Single Moms in Poverty – Are Programs Designed to Serve Them?

Prosperity Threatened: Perspectives on Childhood Poverty in California is a new report from Next Generation worth checking out.

This section in particular is a wake-up call for policymakers and advocates:

Rates of poverty among single mothers in California also stand out, particularly when observing this trend at the county level. Single mothers make up 22 percent of all households in California with children under the age of 18 years of age.

Among all single parent households, women make of nearly 73 percent of the total, making poverty among single households an issue disproportionately affecting mothers.
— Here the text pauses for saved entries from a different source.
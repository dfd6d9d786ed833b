//! Example algorithm clients of the traversal engine.
//!
//! Each algorithm owns its per-vertex state as a slice of atomics and
//! supplies the engine an [`EdgeMapOp`](crate::engine::EdgeMapOp) whose
//! atomic update is order-independent: set-once CAS for BFS, monotone
//! `write_min` for components, commutative decrements for k-core, and
//! monotone state demotion for MIS.

pub mod bfs;
pub mod components;
pub mod kcore;
pub mod mis;

pub use bfs::{bfs, UNREACHED};
pub use components::connected_components;
pub use kcore::{kcore, KCoreResult};
pub use mis::{maximal_independent_set, MisState};
//! Concurrency primitives consumed by the traversal engine.
//!
//! The engine owns no locks and no task graph: every bulk operation is flat
//! data parallelism over rayon's work-stealing pool, and the only shared
//! mutable state is per-vertex algorithm state behind the atomic primitives
//! in [`atomic`].

pub mod atomic;

pub use atomic::{atomic_array, compare_and_swap, write_add, write_min, Atom};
As expected, the rates of poverty for single mothers were highest in counties with higher overall poverty rates, as seen in Appendix D, yet the persistence of single mother poverty rates may be their defining feature. In no county outside of Calaveras County do single mother poverty rates dip below 20 percent. And while the statewide poverty rate for single mothers is at a shocking 35.5 percent, there are six counties where the majority of single mothers live in poverty.
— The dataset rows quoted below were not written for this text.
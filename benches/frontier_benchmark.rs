use criterion::{black_box, criterion_group, criterion_main, Criterion};
use wavefront::VertexSubset;

fn bench_representation_conversion(c: &mut Criterion) {
    let n = 1_000_000;
    let ids: Vec<usize> = (0..n).step_by(13).collect();

    c.bench_function("frontier_sparse_to_dense", |b| {
        b.iter(|| {
            let mut s = VertexSubset::from_sparse(n, ids.clone());
            s.materialize_dense();
            black_box(s.len())
        });
    });

    c.bench_function("frontier_dense_to_sparse", |b| {
        let mut dense = VertexSubset::from_sparse(n, ids.clone());
        dense.materialize_dense();
        b.iter(|| {
            let mut s = VertexSubset::from_words(
                n,
                dense.as_bitmap().unwrap().words().iter().map(|w| {
                    w.load(core::sync::atomic::Ordering::Relaxed)
                }).collect(),
            );
            black_box(s.materialize_sparse().len())
        });
    });

    c.bench_function("frontier_dense_popcount", |b| {
        let mut dense = VertexSubset::from_sparse(n, ids.clone());
        dense.materialize_dense();
        let bits = dense.as_bitmap().unwrap();
        b.iter(|| black_box(bits.count_ones()));
    });
}

criterion_group!(benches, bench_representation_conversion);
criterion_main!(benches);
If policymakers and advocates were to really consider the implications of single moms and poverty, I think there would be a seismic shift in how we design programs and deliver services.  
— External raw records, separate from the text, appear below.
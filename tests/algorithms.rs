use std::collections::VecDeque;

use petgraph::graph::UnGraph;
use petgraph::unionfind::UnionFind;
use petgraph::visit::EdgeRef;

use wavefront::algo::{bfs, connected_components, UNREACHED};
use wavefront::graph::Graph;

fn sequential_distances(n: usize, edges: &[(usize, usize)], source: usize) -> Vec<Option<usize>> {
    let mut adj = vec![Vec::new(); n];
    for &(u, v) in edges {
        adj[u].push(v);
        adj[v].push(u);
    }
    let mut dist = vec![None; n];
    dist[source] = Some(0);
    let mut queue = VecDeque::from([source]);
    while let Some(u) = queue.pop_front() {
        for &v in &adj[u] {
            if dist[v].is_none() {
                dist[v] = Some(dist[u].unwrap() + 1);
                queue.push_back(v);
            }
        }
    }
    dist
}

/// Random-ish but deterministic edge set, dense enough that a full BFS
/// crosses the direction threshold mid-run.
fn scrambled_edges(n: usize, per_vertex: usize) -> Vec<(usize, usize)> {
    let mut edges = Vec::new();
    for v in 0..n {
        for j in 1..=per_vertex {
            edges.push((v, (v * 31 + j * 17 + 7) % n));
        }
    }
    edges.retain(|&(u, v)| u != v);
    edges
}

#[test]
fn bfs_parents_form_a_shortest_path_tree() {
    let n = 500;
    let edges = scrambled_edges(n, 4);
    let g = Graph::symmetric_from_edges(n, &edges).unwrap();
    let parents = bfs(&g, 0);
    let dist = sequential_distances(n, &edges, 0);

    for v in 0..n {
        match dist[v] {
            None => assert_eq!(parents[v], UNREACHED, "vertex {v} unreachable"),
            Some(0) => assert_eq!(parents[v], v, "source parents itself"),
            Some(d) => {
                let p = parents[v];
                assert!(g.out_neighbors(v).contains(&p), "parent of {v} must be a neighbor");
                assert_eq!(dist[p], Some(d - 1), "parent of {v} sits one level up");
            }
        }
    }
}

#[test]
fn components_agree_with_petgraph() {
    // Three islands of different shapes.
    let mut edges = scrambled_edges(60, 2);
    edges.retain(|&(u, v)| u / 20 == v / 20); // cut into 3 blocks of 20
    edges.push((0, 1)); // make sure no block is empty of edges
    edges.push((20, 21));
    edges.push((40, 41));
    let n = 60;
    let g = Graph::symmetric_from_edges(n, &edges).unwrap();
    let labels = connected_components(&g, None);

    let pg: UnGraph<(), ()> = UnGraph::from_edges(
        edges.iter().map(|&(u, v)| (u as u32, v as u32)),
    );
    let mut uf = UnionFind::new(n);
    for e in pg.edge_references() {
        uf.union(e.source().index(), e.target().index());
    }

    for u in 0..n {
        for v in 0..n {
            assert_eq!(
                labels[u] == labels[v],
                uf.find(u) == uf.find(v),
                "vertices {u} and {v} disagree on connectivity"
            );
        }
    }
}

#[test]
fn component_labels_are_component_minima() {
    let g = Graph::symmetric_from_edges(7, &[(1, 2), (2, 3), (5, 6)]).unwrap();
    let labels = connected_components(&g, None);
    assert_eq!(labels, vec![0, 1, 1, 1, 4, 5, 5]);
}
Frequently the focus in policy debates is on protecting or expanding existing programs.  Rarely do you hear this question:  If a program is primarily intended to serve single MOMS, how would we design the program?

Take, for example, welfare.  If you were designing a welfare-to-work program to serve a single parent, you would insist upon part-time work as a real option — so that mothers could be available to their children, providing support and nurturance and stopping the generational cycle of poverty.

You would insist upon flex-time, so that doctor’s appointments and parent-teacher conferences would be a priority — not a reason to lose a job.

Schools would offer easy access to social services.  Child care, after-school care and school meals would be available, dependable and engaging for the kids.

Educational training would be a priority — not a hurdle — to help single parents jump-start their financial independence.

Rather than offering one-0n-one counseling and oversight, county services might build social networks to help single parents support one another.

For a host of reasons, the shift to single-parent families is a trend that will not be reversing, despite the admonishments of conservative politicians.  Quite the opposite.

In fact, unless we want to see an economic restructuring of society along gender lines, we better start thinking about how our social services and our workplaces support single moms and do more to design programs that meet their needs.